Dataset entries:
::::
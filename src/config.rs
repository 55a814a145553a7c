// ABOUTME: Environment-only configuration for provider selection and engine limits
// ABOUTME: Defines VisionProviderType and EngineConfig with REDDYFIT_* variables
//
// SPDX-License-Identifier: MIT OR Apache-2.0
// Copyright (c) 2025 ReddyFit

//! # Engine Configuration
//!
//! Environment-only configuration. Set `REDDYFIT_VISION_PROVIDER` to choose
//! the vision provider and `REDDYFIT_VISION_MODEL` to override its default
//! model. There is no configuration file; everything is read from the
//! process environment at startup.

use serde::{Deserialize, Serialize};
use std::env;
use std::fmt::{Display, Formatter, Result as FmtResult};

/// Vision provider selection for body analysis
#[derive(Debug, Clone, Copy, Serialize, Deserialize, PartialEq, Eq, Default)]
#[serde(rename_all = "lowercase")]
pub enum VisionProviderType {
    /// `OpenAI` GPT-4o vision via the chat completions API (default)
    #[default]
    OpenAi,
    /// Google Gemini vision via the Generative AI API
    Gemini,
}

impl VisionProviderType {
    /// Environment variable name for provider selection
    pub const ENV_VAR: &'static str = "REDDYFIT_VISION_PROVIDER";

    /// Environment variable for model/version override
    pub const MODEL_ENV_VAR: &'static str = "REDDYFIT_VISION_MODEL";

    /// Parse from string with fallback to default
    #[must_use]
    pub fn from_str_or_default(s: &str) -> Self {
        match s.to_lowercase().as_str() {
            "gemini" | "google" => Self::Gemini,
            _ => Self::OpenAi, // Default fallback (including "openai")
        }
    }

    /// Load from environment variable
    #[must_use]
    pub fn from_env() -> Self {
        env::var(Self::ENV_VAR)
            .map(|s| Self::from_str_or_default(&s))
            .unwrap_or_default()
    }

    /// Get model override from environment
    ///
    /// Reads `REDDYFIT_VISION_MODEL` - returns None if not set, in which
    /// case the provider's default model is used.
    #[must_use]
    pub fn model_from_env() -> Option<String> {
        env::var(Self::MODEL_ENV_VAR).ok().filter(|s| !s.is_empty())
    }
}

impl Display for VisionProviderType {
    fn fmt(&self, f: &mut Formatter<'_>) -> FmtResult {
        match self {
            Self::OpenAi => write!(f, "openai"),
            Self::Gemini => write!(f, "gemini"),
        }
    }
}

/// Engine-wide limits and timeouts
#[derive(Debug, Clone, Serialize, Deserialize)]
pub struct EngineConfig {
    /// Which vision provider to use
    pub provider: VisionProviderType,
    /// Timeout for a single provider call, in seconds
    pub provider_timeout_secs: u64,
    /// Maximum number of photos accepted per analysis request
    pub max_images: usize,
}

impl EngineConfig {
    /// Environment variable for the provider call timeout
    pub const TIMEOUT_ENV_VAR: &'static str = "REDDYFIT_PROVIDER_TIMEOUT_SECS";

    /// Default provider call timeout (matches the surrounding system)
    pub const DEFAULT_TIMEOUT_SECS: u64 = 60;

    /// Maximum photos per request (front, side, back)
    pub const MAX_IMAGES: usize = 3;

    /// Load configuration from environment variables
    #[must_use]
    pub fn from_env() -> Self {
        let provider_timeout_secs = env::var(Self::TIMEOUT_ENV_VAR)
            .ok()
            .and_then(|s| s.parse().ok())
            .unwrap_or(Self::DEFAULT_TIMEOUT_SECS);

        Self {
            provider: VisionProviderType::from_env(),
            provider_timeout_secs,
            max_images: Self::MAX_IMAGES,
        }
    }
}

impl Default for EngineConfig {
    fn default() -> Self {
        Self {
            provider: VisionProviderType::default(),
            provider_timeout_secs: Self::DEFAULT_TIMEOUT_SECS,
            max_images: Self::MAX_IMAGES,
        }
    }
}

#[cfg(test)]
mod tests {
    use super::*;

    #[test]
    fn test_provider_type_parsing() {
        assert_eq!(
            VisionProviderType::from_str_or_default("gemini"),
            VisionProviderType::Gemini
        );
        assert_eq!(
            VisionProviderType::from_str_or_default("GOOGLE"),
            VisionProviderType::Gemini
        );
        assert_eq!(
            VisionProviderType::from_str_or_default("openai"),
            VisionProviderType::OpenAi
        );
        assert_eq!(
            VisionProviderType::from_str_or_default("unknown"),
            VisionProviderType::OpenAi
        );
    }

    #[test]
    fn test_default_config() {
        let config = EngineConfig::default();
        assert_eq!(config.provider_timeout_secs, 60);
        assert_eq!(config.max_images, 3);
    }
}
::::
== Task brief ==
Extract all of the data shown above without alteration.

== Task result ==
filename src/config.rs
repository 55a814a145553a7c
// ABOUTME: Environment-only configuration for provider selection and engine limits
// ABOUTME: Defines VisionProviderType and EngineConfig with REDDYFIT_* variables
//
// SPDX-License-Identifier: MIT OR Apache-2.0
// Copyright (c) 2025 ReddyFit

//! # Engine Configuration
//!
//! Environment-only configuration. Set `REDDYFIT_VISION_PROVIDER` to choose
//! the vision provider and `REDDYFIT_VISION_MODEL` to override its default
//! model. There is no configuration file; everything is read from the
//! process environment at startup.

use serde::{Deserialize, Serialize};
use std::env;
use std::fmt::{Display, Formatter, Result as FmtResult};

/// Vision provider selection for body analysis
#[derive(Debug, Clone, Copy, Serialize, Deserialize, PartialEq, Eq, Default)]
#[serde(rename_all = "lowercase")]
pub enum VisionProviderType {
    /// `OpenAI` GPT-4o vision via the chat completions API (default)
    #[default]
    OpenAi,
    /// Google Gemini vision via the Generative AI API
    Gemini,
}

impl VisionProviderType {
    /// Environment variable name for provider selection
    pub const ENV_VAR: &'static str = "REDDYFIT_VISION_PROVIDER";

    /// Environment variable for model/version override
    pub const MODEL_ENV_VAR: &'static str = "REDDYFIT_VISION_MODEL";

    /// Parse from string with fallback to default
    #[must_use]
    pub fn from_str_or_default(s: &str) -> Self {
        match s.to_lowercase().as_str() {
            "gemini" | "google" => Self::Gemini,
            _ => Self::OpenAi, // Default fallback (including "openai")
        }
    }

    /// Load from environment variable
    #[must_use]
    pub fn from_env() -> Self {
        env::var(Self::ENV_VAR)
            .map(|s| Self::from_str_or_default(&s))
            .unwrap_or_default()
    }

    /// Get model override from environment
    ///
    /// Reads `REDDYFIT_VISION_MODEL` - returns None if not set, in which
    /// case the provider's default model is used.
    #[must_use]
    pub fn model_from_env() -> Option<String> {
        env::var(Self::MODEL_ENV_VAR).ok().filter(|s| !s.is_empty())
    }
}

impl Display for VisionProviderType {
    fn fmt(&self, f: &mut Formatter<'_>) -> FmtResult {
        match self {
            Self::OpenAi => write!(f, "openai"),
            Self::Gemini => write!(f, "gemini"),
        }
    }
}

/// Engine-wide limits and timeouts
#[derive(Debug, Clone, Serialize, Deserialize)]
pub struct EngineConfig {
    /// Which vision provider to use
    pub provider: VisionProviderType,
    /// Timeout for a single provider call, in seconds
    pub provider_timeout_secs: u64,
    /// Maximum number of photos accepted per analysis request
    pub max_images: usize,
}

impl EngineConfig {
    /// Environment variable for the provider call timeout
    pub const TIMEOUT_ENV_VAR: &'static str = "REDDYFIT_PROVIDER_TIMEOUT_SECS";

    /// Default provider call timeout (matches the surrounding system)
    pub const DEFAULT_TIMEOUT_SECS: u64 = 60;

    /// Maximum photos per request (front, side, back)
    pub const MAX_IMAGES: usize = 3;

    /// Load configuration from environment variables
    #[must_use]
    pub fn from_env() -> Self {
        let provider_timeout_secs = env::var(Self::TIMEOUT_ENV_VAR)
            .ok()
            .and_then(|s| s.parse().ok())
            .unwrap_or(Self::DEFAULT_TIMEOUT_SECS);

        Self {
            provider: VisionProviderType::from_env(),
            provider_timeout_secs,
            max_images: Self::MAX_IMAGES,
        }
    }
}

impl Default for EngineConfig {
    fn default() -> Self {
        Self {
            provider: VisionProviderType::default(),
            provider_timeout_secs: Self::DEFAULT_TIMEOUT_SECS,
            max_images: Self::MAX_IMAGES,
        }
    }
}

#[cfg(test)]
mod tests {
    use super::*;

    #[test]
    fn test_provider_type_parsing() {
        assert_eq!(
            VisionProviderType::from_str_or_default("gemini"),
            VisionProviderType::Gemini
        );
        assert_eq!(
            VisionProviderType::from_str_or_default("GOOGLE"),
            VisionProviderType::Gemini
        );
        assert_eq!(
            VisionProviderType::from_str_or_default("openai"),
            VisionProviderType::OpenAi
        );
        assert_eq!(
            VisionProviderType::from_str_or_default("unknown"),
            VisionProviderType::OpenAi
        );
    }

    #[test]
    fn test_default_config() {
        let config = EngineConfig::default();
        assert_eq!(config.provider_timeout_secs, 60);
        assert_eq!(config.max_images, 3);
    }
}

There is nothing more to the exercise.